Les preuves circonstancielles, détaillées ci-dessus, conduisent à une conclusion sans équivoque que le défendeur 1 était l'esprit vivant en libérant les quatre conteneurs et en les transférant dans les entrepôts de la Ocean Company dans l'univers, puis en vendant leur contenu à des clients en Israël. Tout cela, sachant qu'aucune contrepartie n'avait été versée au fournisseur pour les marchandises, et ignorant ses demandes répétées d'honorer la lettre de crédit et de supprimer les réserves qui y étaient inscrites.
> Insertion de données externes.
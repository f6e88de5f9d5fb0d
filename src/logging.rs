//! Logging setup for docrag

use std::path::Path;

use tracing_subscriber::fmt;
use tracing_subscriber::layer::SubscriberExt;
use tracing_subscriber::util::SubscriberInitExt;
use tracing_subscriber::EnvFilter;
use tracing_subscriber::Registry;

use crate::config::AppConfig;
use crate::Result;

/// Initialize console and file logging at the given level.
pub fn init_logging_with_level(level: &str) -> Result<()> {
    let logs_dir = Path::new("logs");
    if !logs_dir.exists() {
        std::fs::create_dir_all(logs_dir)?;
    }

    let env_filter = EnvFilter::try_from_default_env()
        .unwrap_or_else(|_| EnvFilter::new(format!("{level},docrag={level}")));

    let file_appender = tracing_appender::rolling::daily("logs", "docrag.log");
    let (non_blocking, guard) = tracing_appender::non_blocking(file_appender);

    let console_layer = fmt::layer()
        .with_target(true)
        .with_writer(std::io::stderr);

    let file_layer = fmt::layer()
        .with_target(true)
        .with_writer(non_blocking)
        .with_ansi(false);

    Registry::default()
        .with(env_filter)
        .with(console_layer)
        .with(file_layer)
        .init();

    tracing::info!("Logging initialized with level: {}", level);

    // The appender guard must outlive the process for the file writer to flush.
    std::mem::forget(guard);

    Ok(())
}

/// Initialize logging from application configuration.
pub fn init_logging(config: &AppConfig) -> Result<()> {
    if config.logging.backtrace {
        std::env::set_var("RUST_BACKTRACE", "1");
    }
    init_logging_with_level(&config.logging.level)
}
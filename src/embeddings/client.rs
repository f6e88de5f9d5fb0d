//! Embedding API client for OpenAI-compatible providers

use async_trait::async_trait;
use reqwest::Client;
use serde::Deserialize;
use serde::Serialize;
use tracing::debug;

use crate::config::AppConfig;
use crate::embeddings::EmbeddingProvider;
use crate::errors::DocRagError;
use crate::errors::Result;

const PROVIDER: &str = "embedding";

/// Client for the `/embeddings` endpoint of an OpenAI-compatible API.
pub struct OpenAiEmbeddings {
    client: Client,
    endpoint: String,
    api_key: String,
    model: String,
    dimension: usize,
}

impl OpenAiEmbeddings {
    pub fn new(config: &AppConfig) -> Result<Self> {
        let client = Client::builder()
            .timeout(std::time::Duration::from_secs(120))
            .build()
            .map_err(|e| DocRagError::provider(PROVIDER, "build_client", e))?;

        Ok(Self {
            client,
            endpoint: config.embeddings.endpoint.clone(),
            api_key: config.embeddings.api_key.clone(),
            model: config.embeddings.model.clone(),
            dimension: config.embeddings.dimension,
        })
    }
}

#[async_trait]
impl EmbeddingProvider for OpenAiEmbeddings {
    async fn embed(&self, text: &str) -> Result<Vec<f32>> {
        #[derive(Serialize)]
        struct EmbeddingRequest<'a> {
            input: &'a str,
            model: &'a str,
        }

        #[derive(Deserialize)]
        struct EmbeddingResponse {
            data: Vec<EmbeddingData>,
        }

        #[derive(Deserialize)]
        struct EmbeddingData {
            embedding: Vec<f32>,
        }

        // The provider rejects empty input anyway; fail before the call.
        if text.is_empty() {
            return Err(DocRagError::provider(
                PROVIDER,
                "embed",
                "input text is empty",
            ));
        }

        let url = format!("{}/embeddings", self.endpoint);
        debug!("Calling embeddings API: {}", url);

        let request = EmbeddingRequest {
            input: text,
            model: &self.model,
        };

        let response = self
            .client
            .post(&url)
            .header("Authorization", format!("Bearer {}", self.api_key))
            .header("Content-Type", "application/json")
            .json(&request)
            .send()
            .await
            .map_err(|e| DocRagError::provider(PROVIDER, "embed", e))?;

        if !response.status().is_success() {
            let status = response.status();
            let error_text = response
                .text()
                .await
                .unwrap_or_else(|_| "Unknown error".to_string());
            return Err(DocRagError::provider(
                PROVIDER,
                "embed",
                format!("API error ({status}): {error_text}"),
            ));
        }

        let result: EmbeddingResponse = response
            .json()
            .await
            .map_err(|e| DocRagError::provider(PROVIDER, "embed", format!("failed to parse response: {e}")))?;

        let embedding = result
            .data
            .into_iter()
            .next()
            .map(|d| d.embedding)
            .ok_or_else(|| DocRagError::provider(PROVIDER, "embed", "no embedding in response"))?;

        // A wrong-size vector here would poison the index; refuse it.
        if embedding.len() != self.dimension {
            return Err(DocRagError::DimensionMismatch {
                expected: self.dimension,
                actual: embedding.len(),
            });
        }

        Ok(embedding)
    }

    fn dimension(&self) -> usize {
        self.dimension
    }
}
/// API request handlers
use std::sync::Arc;

use axum::extract::State;
use axum::http::StatusCode;
use axum::Json;
use tracing::error;
use tracing::info;

use crate::api::types::ErrorResponse;
use crate::api::types::HealthResponse;
use crate::api::types::IngestRequest;
use crate::api::types::IngestResponse;
use crate::errors::DocRagError;
use crate::ingest::IngestionPipeline;
use crate::rag::Answer;
use crate::rag::Query;
use crate::rag::RagService;

/// Shared application state
#[derive(Clone)]
pub struct AppState {
    pub rag_service: Arc<RagService>,
    pub ingestion: Arc<IngestionPipeline>,
}

/// Health check
pub async fn health() -> Json<HealthResponse> {
    Json(HealthResponse {
        status: "ok".to_string(),
        version: env!("CARGO_PKG_VERSION").to_string(),
    })
}

/// Answer a question from the ingested documents
pub async fn query_documents(
    State(state): State<AppState>,
    Json(query): Json<Query>,
) -> Result<Json<Answer>, (StatusCode, Json<ErrorResponse>)> {
    info!("POST /query: {}", query.question);

    match state.rag_service.answer(query).await {
        Ok(answer) => Ok(Json(answer)),
        // A legitimate no-match outcome, not a fault.
        Err(DocRagError::NoRelevantDocuments) => Err((
            StatusCode::NOT_FOUND,
            Json(ErrorResponse::new("No relevant documents found")),
        )),
        Err(e) => {
            error!("Error processing query: {}", e);
            Err((
                StatusCode::INTERNAL_SERVER_ERROR,
                Json(ErrorResponse::new(e.to_string())),
            ))
        }
    }
}

/// Ingest a document from a server-local path
pub async fn ingest_document(
    State(state): State<AppState>,
    Json(request): Json<IngestRequest>,
) -> Result<Json<IngestResponse>, (StatusCode, Json<ErrorResponse>)> {
    info!("POST /ingest: {}", request.filepath);

    match state.ingestion.ingest(&request.filepath).await {
        Ok(chunks_ingested) => Ok(Json(IngestResponse { chunks_ingested })),
        Err(e) => {
            error!("Error ingesting {}: {}", request.filepath, e);
            Err((
                StatusCode::INTERNAL_SERVER_ERROR,
                Json(ErrorResponse::new(e.to_string())),
            ))
        }
    }
}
Le prévenu 1 savait très bien qu'il n'y avait aucune intention de verser une quelconque contrepartie au fournisseur, et constituait ainsi la commission des infractions qui lui étaient attribuées dans l'acte d'accusation, dans ce contexte.
Les allégations supplémentaires détaillées dans l'acte d'accusation concernent le rôle du défendeur dans la falsification de divers documents et leur utilisation, à la fois afin de permettre la libération des marchandises sans les payer, et pour obtenir une réduction des taxes à l'importation, dont le paiement est nécessaire pour la libération des biens.